Someone else may have loved every single one. What is a good story? Depends on how you view the world, what you want, and how you think.

I did enjoy the book though. It was not a waste of nearly twelve hours of my life. There were some amazing scenes. Some were heart breaking and some lifted my spirits. I also learned something; I could write things like this. It’s not my style, my talent, or my subject matter holding me back. It’s my fear of rejection.

I’ve pulled out a few of my favorite quotes for you. Enjoy!

“Wildflowers bloom without worry.” Long Tom Lookout by Nicole Cullen

“He kept this dangerous knowledge inside him where it tightened and squeezed, but where it couldn’t menace the greater world.” At the Round Earth’s Imagined Corners by Lauren Groff

“The eyes of other people distracted her; the way those eyes begged for an instant intimacy wasn’t just an imposition, it was an affront. An assault, even.” This is Not a Love Song by Brendan Mathews

“What makes you so sure that what I ‘just know’ is any less reliable than what you ‘just know’?” Next to Nothing by Stephen O’Connor

“…’herd dreaming,’ which refers to a mass of people begin possessed by the same delusion: fainting epidemics, or nationalism, or the craze for teeth whitening.” Next to Nothing by Stephen O’Connor

“Do you have any secrets?” Antarctica by Laura Van Den Berg

I have another one of these collections of short stories and I’ll be reading it soon but reading this one has inspired me to submit some of my stories to magazines. I think I’ll make that a year end goal, make myself a post it and give myself a nice reward if I reach it.

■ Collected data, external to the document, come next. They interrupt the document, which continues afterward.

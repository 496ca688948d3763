//! Custom Resource Definitions for redis-failover-operator.
//!
//! - `RedisFailover`: a Redis master/replica group supervised by Sentinel

mod redis_failover;

pub use redis_failover::*;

Go back to my first post “The Best American Short Stores 2014: A New Read” to see where I started.

The Best American Short Stories – 2014

Like all books in my collection, The Best American Short Stories – 2014 has an origin story. All books have their own origin story, of course. The question here is, “How did this book find its way to me?” I’ll tell you: from a used bookstore in Lake Elsinore that I had been jonesing to check out for over a year.

the best American short stories

Last year, on one of my epic “visiting friends” adventures, I saw a billboard on the side of the freeway that advertised a HUGE used bookstore inside the outlet mall at Lake Elsinore. I’d never been to this so-called outlet mall. I didn’t even know it existed. The only outlet mall I regularly peruse (because it’s close and has some great stores and food…glorious food) is the Cabazon one on the I10 freeway. If you’re ever out this way, stop. It’s an experience if you have time to really walk the whole thing, and I’m not talking about shopping.

What kind of an outlet mall has a used bookstore?! That’s what I was thinking as I passed the sign by. It stuck with me though. I must check this out, I thought to myself, but I didn’t until a year later. I was in the area visiting a friend and we were looking for something to do. It was hot…as the area typically is over the summer…oppressively hot. Where could we go to walk around?

“That mall has a used bookstore.” I suggested.

“Have you ever been there?”

Neither of us had, so we decided to go see what we could find.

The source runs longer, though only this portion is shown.